Typically, a matrix organization leads to an increase of data flows between group entities as the matrix manager needs personal data of his or her team members. Neither the EU General Data Protection Regulation (GDPR) nor the German Federal Data Protection Act (BDSG) clearly recognize a privilege of group companies to freely exchange data among themselves. Such data transfer requires a legal basis which can and should be documented when implementing the matrix organization.
Moreover, participation rights of the works council may have to be observed. Thus, implementing a matrix organization may qualify in some cases as a so-called operational change within the meaning of § 111 of the German Works Constitution Act (Betriebsverfassungsgesetz), which may even require the employer to negotiate a so-called balance of interest (Interessenausgleich) and a social plan (Sozialplan) with the works council. An operational change may, for instance, take place when the hierarchical structures change (for implementing “flat hierarches” see BAG, decision date 26 October 2004, file number 1 AZR 493/03). Moreover, the works council may need to be involved when a matrix manager is integrated into the work organization. Such integration may not only take place at the location where the matrix manager physically works but also at other locations where his team members work, which may require the involvement of several local works councils (BAG, decision date 12 June 2019, file number 1 ABR 5/18).
Tax Issues and Cost Allocation
As regards tax, increased travelling and cross-border working should be reviewed from a wage tax perspective. Moreover, creating a taxable presence in another country by implementing a matrix organization should be avoided.
The common use of employees also needs to be considered when it comes to distributing costs within the matrix organization. Multinationals tend to implement a traditional intercompany service charge calculated on a cost plus basis using the salary costs (and potentially some overhead costs) for cases in which individuals or teams work cross-border in a cross-functional dimension. This may be appropriate for cases in which supporting services such as finance, tax or HR are rendered. However, most of the matrix organizations implemented go far beyond supporting activities, e.g. global sales organizations or global product management. In these cases, a pure cost plus remuneration may not be appropriate and a more sophisticated transfer pricing mechanism is recommendable.

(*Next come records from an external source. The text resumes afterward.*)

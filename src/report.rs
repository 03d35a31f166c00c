//! Plain text report of a device, its entities, REST surface and probe results.
//!
//! In timed mode only the summary lines are rendered.

use std::{fmt::Write, time::Duration};

use crate::{
    constants::RULE_WIDTH,
    probe::{ProbeOutcome, ProbeReport},
    source::DeviceInfo,
    surface::{category::LISTING_ORDER, Entity, RestSurface},
};

const CHECK: char = '\u{2713}';
const CROSS: char = '\u{2717}';

fn rule() -> String {
    "=".repeat(RULE_WIDTH)
}

fn heading(out: &mut String, title: &str) {
    _ = writeln!(out, "{}", rule());
    _ = writeln!(out, "{}", title);
    _ = writeln!(out, "{}", rule());
}

pub fn device_info(device: &DeviceInfo, timed: bool) -> String {
    let mut out = String::new();
    if timed {
        return out;
    }

    heading(&mut out, "DEVICE INFORMATION");
    _ = writeln!(out, "Name:                {}", device.name);
    let optional = [
        ("Friendly Name:       ", &device.friendly_name),
        ("MAC Address:         ", &device.mac_address),
        ("ESPHome Version:     ", &device.esphome_version),
        ("Compilation Time:    ", &device.compilation_time),
        ("Model:               ", &device.model),
        ("Manufacturer:        ", &device.manufacturer),
        ("Platform:            ", &device.platform),
    ];
    for (label, value) in optional {
        if !value.is_empty() {
            _ = writeln!(out, "{}{}", label, value);
        }
    }
    _ = writeln!(out, "{}", rule());
    out.push('\n');
    out
}

/// All entities grouped by category, display-only and unknown kinds included
pub fn entities(entities: &[Entity], timed: bool) -> String {
    let mut out = String::new();
    if !timed {
        heading(&mut out, "ENTITIES");
        for category in LISTING_ORDER {
            let mut lines = entities
                .iter()
                .filter(|e| e.category() == *category)
                .map(Entity::display_line)
                .collect::<Vec<_>>();
            if lines.is_empty() {
                continue;
            }
            lines.sort();
            _ = writeln!(out, "\n{} ({}):", category.group_label(), lines.len());
            for line in lines {
                _ = writeln!(out, "{}", line);
            }
        }
        out.push('\n');
        _ = writeln!(out, "{}", rule());
    }

    _ = writeln!(out, "Total Entities: {}", entities.len());
    if !timed {
        _ = writeln!(out, "{}", rule());
    }
    out
}

pub fn surface(surface: &RestSurface, base_url: &str, timed: bool) -> String {
    let mut out = String::new();
    if !timed {
        out.push_str("\n\n");
        heading(&mut out, "REST API ENDPOINTS");
        _ = writeln!(out, "\nBase URL: {}\n", base_url);

        if !surface.skipped.is_empty() {
            out.push('\n');
            heading(
                &mut out,
                &format!("ENTITIES WITHOUT REST ENDPOINTS ({})", surface.skipped.len()),
            );
            for entity in &surface.skipped {
                _ = writeln!(
                    out,
                    "  [{}] {} ({})",
                    entity.kind, entity.name, entity.object_id
                );
            }
            out.push('\n');
        }

        for (category, endpoints) in surface.groups() {
            _ = writeln!(out, "\n{} ({}):", category, endpoints.len());
            for ep in endpoints {
                _ = writeln!(out, "\n  {}", ep.entity_name);
                _ = writeln!(out, "    Endpoint: {}", ep.path);
                _ = writeln!(out, "    Methods:  {}", ep.methods.join(", "));
                if !ep.actions.is_empty() {
                    _ = writeln!(out, "    Actions:  {}", ep.actions.join(", "));
                }
                if !ep.options.is_empty() {
                    _ = writeln!(out, "    Options:  {}", ep.options.join(", "));
                }
            }
        }
        out.push('\n');
        _ = writeln!(out, "{}", rule());
    }

    _ = writeln!(out, "Total REST Endpoints: {}", surface.endpoints.len());
    _ = writeln!(out, "  GET-capable:  {}", surface.get_capable());
    _ = writeln!(out, "  POST-only:    {}", surface.post_only());

    if !timed {
        _ = writeln!(out, "{}", rule());
        out.push('\n');
        out.push_str("Example Usage:\n");
        _ = writeln!(out, "  GET  {}/sensor/{{sensor_id}}", base_url);
        _ = writeln!(out, "  POST {}/switch/{{switch_id}}/turn_on", base_url);
        _ = writeln!(out, "  POST {}/light/{{light_id}}/toggle", base_url);
        out.push('\n');
    }
    out
}

pub fn probe(report: &ProbeReport, timed: bool) -> String {
    let mut out = String::new();
    if !timed {
        out.push('\n');
        heading(&mut out, "TESTING REST ENDPOINTS (GET)");
        out.push('\n');
    }

    if report.tested() == 0 {
        out.push_str("No GET endpoints found to test.\n");
        return out;
    }

    if !timed {
        _ = writeln!(out, "Testing {} GET endpoints...\n", report.tested());
        for result in &report.results {
            let target = format!("[{}] {}", result.category, result.entity_name);
            match &result.outcome {
                ProbeOutcome::Success(body) => {
                    _ = writeln!(out, "{} {}", CHECK, target);
                    _ = writeln!(out, "  URL: {}", result.url);
                    _ = writeln!(out, "  Response: {}", body);
                }
                ProbeOutcome::HttpError { status, body } => {
                    _ = writeln!(out, "{} {} - FAILED", CROSS, target);
                    _ = writeln!(out, "  URL: {}", result.url);
                    _ = writeln!(out, "  Status: {}", status);
                    _ = writeln!(out, "  Response: {}", body);
                }
                ProbeOutcome::Timeout => {
                    _ = writeln!(out, "{} {} - TIMEOUT", CROSS, target);
                    _ = writeln!(out, "  URL: {}", result.url);
                    _ = writeln!(
                        out,
                        "  Error: Request timed out after {} seconds",
                        report.timeout.as_secs_f64()
                    );
                }
                ProbeOutcome::ConnectionError(e) => {
                    _ = writeln!(out, "{} {} - CONNECTION ERROR", CROSS, target);
                    _ = writeln!(out, "  URL: {}", result.url);
                    _ = writeln!(out, "  Error: {}", e);
                }
            }
            out.push('\n');
        }
        _ = writeln!(out, "{}", rule());
    }

    out.push_str("TEST SUMMARY\n");
    if !timed {
        _ = writeln!(out, "{}", rule());
    }
    _ = writeln!(out, "Total Tested:  {}", report.tested());
    _ = writeln!(out, "Successful:    {} {}", report.succeeded, CHECK);
    _ = writeln!(out, "Failed:        {} {}", report.failed, CROSS);
    if !timed {
        _ = writeln!(out, "{}", rule());
        out.push('\n');
    }
    out
}

pub fn execution_time(elapsed: Duration) -> String {
    format!("\nExecution Time: {:.3}s\n", elapsed.as_secs_f64())
}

A matrix policy or agreement which specifies rights and obligations, as well as a transfer pricing guideline regulating the overarching principles and defining the processes should be concluded. The matrix policy or agreement supports consistent practices throughout the group and the transfer pricing guideline can further specify approval processes, Do’s and Don’ts for the respective employees, as well as a policy on the delegation of authority. This will help to prevent unpleasant surprises in a future tax audit.

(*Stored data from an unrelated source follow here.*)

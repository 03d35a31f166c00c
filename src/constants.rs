use std::time::Duration;

pub const APP_NAME: &str = env!("CARGO_PKG_NAME");
pub const APP_VERSION: &str = env!("CARGO_PKG_VERSION");

pub const CONFIG_FILE: &str = "esphome-rest-map.toml";

pub const DEFAULT_API_PORT: u16 = 6053;

pub const PROBE_TIMEOUT: Duration = Duration::from_secs(5);

/// Period of the dashboard's auto refresh, in milliseconds
pub const AUTO_REFRESH_MS: u32 = 5000;

pub const RULE_WIDTH: usize = 60;

pub const METHOD_GET: &str = "GET";
pub const METHOD_POST: &str = "POST";
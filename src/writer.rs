use std::path::{Path, PathBuf};

use crate::{
    dashboard::DashboardAsset,
    error::{Error, Result},
};

/// Writes every file of the bundle into `dir`, creating it if needed.
/// Returns the written paths in bundle order.
pub async fn write_asset(dir: &Path, asset: &DashboardAsset) -> Result<Vec<PathBuf>> {
    tokio::fs::create_dir_all(dir)
        .await
        .map_err(|source| Error::AssetWrite {
            path: dir.to_path_buf(),
            source,
        })?;

    let mut written = Vec::with_capacity(asset.files.len());
    for file in &asset.files {
        let path = dir.join(&file.name);
        tokio::fs::write(&path, &file.contents)
            .await
            .map_err(|source| Error::AssetWrite {
                path: path.clone(),
                source,
            })?;
        log::info!("Wrote '{}'", path.display());
        written.push(path);
    }
    Ok(written)
}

Successfully implementing a matrix requires more than just a new organizational chart. It requires the close cooperation of the HR and tax departments to create a solid basis for the common use of employees and to ensure compliance with local employment and tax laws. Involvement of other stakeholders such as the data protection officer and the works council may have to be considered to avoid later pushbacks. A matrix policy or agreement may serve to document the legal basis for using employees across legal entities.